(October 14, 2019 at 6:04 am)Grandizer Wrote: What do you think of this perspective?
Quote:In the early 19th century, Ludwig Feuerbach gave the immortal reply to those who insist that modern life owes much to its Christian prototype. What if, the German philosopher asked, Christians had incubated some early versions of modern ideas that eventually required toppling Christianity itself to come into their own? If so, then in spite of its opposition to paganism, Christianity had to be smashed as the last form of idolatry — the worship of a human fiction rather than the embrace of the full possibilities and powers of human beings themselves.
https://www.ft.com/content/ffa37216-d30b...ef889b4137
Another notable quote from the article:
Quote:Yet the illustration of the conquest of the west by Christianity risks becoming so total that it explains everything and nothing: “There were many gateways, many roads,” writes Holland. “The only constant was that they all had their origins in Christendom.”
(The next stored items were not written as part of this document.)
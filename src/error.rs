//! Error handling and custom error types
//!
//! Provides unified error handling across the application using thiserror.

use thiserror::Error;

#[derive(Error, Debug)]
pub enum Error {
    #[error("IO error: {0}")]
    Io(#[from] std::io::Error),

    #[error("Serialization error: {0}")]
    Serialization(#[from] serde_json::Error),

    #[error("HTTP request error: {0}")]
    Http(#[from] reqwest::Error),

    #[error("Environment variable error: {0}")]
    EnvVar(#[from] dotenvy::Error),

    /// Non-success answer from the inference provider.
    ///
    /// `status` is the HTTP status when the provider answered at all, and
    /// `reason` is the machine-readable `error.status` / `details[].reason`
    /// pulled out of the Gemini error envelope when present.
    #[error("{message}")]
    AiProvider {
        status: Option<u16>,
        reason: Option<String>,
        message: String,
    },

    #[error("Configuration error: {0}")]
    Config(String),

    #[error("Generic error: {0}")]
    Generic(String),
}

impl Error {
    /// Provider error without transport metadata.
    pub fn ai_provider(message: impl Into<String>) -> Self {
        Error::AiProvider {
            status: None,
            reason: None,
            message: message.into(),
        }
    }
}

pub type Result<T> = std::result::Result<T, Error>;
//! Gemini REST payload types for `generateContent`, `models.list`, and the
//! shared error envelope.

use serde::{Deserialize, Serialize};

/// Gemini content container used in both requests and responses.
#[derive(Debug, Clone, Serialize, Deserialize)]
pub struct Content {
    #[serde(skip_serializing_if = "Option::is_none")]
    pub role: Option<String>,
    #[serde(default)]
    pub parts: Vec<Part>,
}

/// Untagged union of text and inline media content parts.
///
/// Variant order matters for `#[serde(untagged)]` decoding.
#[derive(Debug, Clone, Serialize, Deserialize)]
#[serde(untagged)]
pub enum Part {
    Text {
        text: String,
    },
    InlineData {
        #[serde(rename = "inlineData")]
        inline_data: InlineData,
    },
}

/// Base64 inline payload used for vision requests.
#[derive(Debug, Clone, Serialize, Deserialize)]
#[serde(rename_all = "camelCase")]
pub struct InlineData {
    pub mime_type: String,
    pub data: String,
}

#[derive(Debug, Serialize)]
pub struct GenerateContentRequest {
    pub contents: Vec<Content>,
    #[serde(rename = "generationConfig", skip_serializing_if = "Option::is_none")]
    pub generation_config: Option<GenerationConfig>,
}

#[derive(Debug, Serialize)]
#[serde(rename_all = "camelCase")]
pub struct GenerationConfig {
    #[serde(skip_serializing_if = "Option::is_none")]
    pub response_mime_type: Option<String>,
}

/// Top-level `generateContent` response envelope.
#[derive(Debug, Deserialize)]
#[serde(rename_all = "camelCase")]
pub struct GenerateContentResponse {
    #[serde(default)]
    pub candidates: Vec<Candidate>,
    pub prompt_feedback: Option<PromptFeedback>,
}

/// Candidate completion item returned by Gemini.
#[derive(Debug, Deserialize)]
#[serde(rename_all = "camelCase")]
pub struct Candidate {
    pub content: Option<Content>,
    pub finish_reason: Option<String>,
}

#[derive(Debug, Deserialize)]
#[serde(rename_all = "camelCase")]
pub struct PromptFeedback {
    pub block_reason: Option<String>,
}

#[derive(Debug, Deserialize)]
#[serde(rename_all = "camelCase")]
pub struct ListModelsResponse {
    #[serde(default)]
    pub models: Vec<ModelEntry>,
}

#[derive(Debug, Deserialize)]
#[serde(rename_all = "camelCase")]
pub struct ModelEntry {
    #[serde(default)]
    pub name: String,
}

/// `{"error": {...}}` body Google APIs return on non-2xx responses.
#[derive(Debug, Deserialize)]
pub struct ErrorEnvelope {
    pub error: ErrorBody,
}

#[derive(Debug, Deserialize)]
pub struct ErrorBody {
    #[serde(default)]
    pub message: String,
    pub status: Option<String>,
    #[serde(default)]
    pub details: Vec<ErrorDetail>,
}

#[derive(Debug, Deserialize)]
pub struct ErrorDetail {
    pub reason: Option<String>,
}

impl ErrorBody {
    /// Most specific machine-readable reason: `details[].reason` beats the
    /// coarse canonical `status` (an invalid key arrives as
    /// `INVALID_ARGUMENT` with reason `API_KEY_INVALID`).
    pub fn reason(&self) -> Option<String> {
        self.details
            .iter()
            .find_map(|d| d.reason.clone())
            .or_else(|| self.status.clone())
    }
}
Sad to say, despite my willingness to pirate whatever is available, I can't get to the FT article. I suspect it is a good one.
Overall, I think Dominion isn't as groundbreaking as maybe some of the reviews are saying. Holland writes very readable history, but the two-thirds I've read so far is almost entirely narrative, not particularly structured toward building up the conclusion that's advertised. At this point I'm going to guess that his conclusions are found more fully argued in Charles Taylor and, somewhat, in Feuerbach. That guy's still relevant because so few have gone beyond him.
Like it or not, the real game-changer books don't get the push from the publishers that readable history books can enjoy. Probably this one is popularizing ideas that have been around for awhile -- though given the popularity of "New Atheist" books it maybe bears repeating.
I do think that Holland acknowledges the inherent contradiction built into the Christian project. I wish I could remember now where it was spelled out -- probably a review, but I can't remember. Somewhere it has been stated that if Christianity got the ball rolling on the idea that history is a progress toward a just utopia, and if it is the moral duty of the morally woke to destroy their immoral predecessors, then the very values of Christianity demand the eventual destruction of Christianity.
And this is in line with what he claims the message is. People who know way more about ancient history than I do could look for the seeds of this message of progress in Plato or other non-Christian sources. It's certainly true that Christianity absorbed whatever it needed from everywhere else. But in the history that actually played out, it was the Christian project that embodied the message of moral progress -- often carried out as internal struggle by Christian critics against other Christians.
I do think that belief (intellectual assent to a proposition) as a moral issue has come to us from Christianity. Before that morality was about what you do. And this does mean that the people who scold us on this forum for insufficiently believing what we ought to believe (in their opinion) means they are continuing the Christian project.
I think the claim he makes in the interview bears thinking about: he says that modern atheists who oppose Christianity are in fact carrying on a moral project begun by Christianity, of stamping out immoral belief in order to make a better world. But when they imagine a better world, it is one which Christianity pictured -- not Homer or Aristotle.
I'll read to the end and see if he starts to sum things up more conceptually, or if it's all narrative history.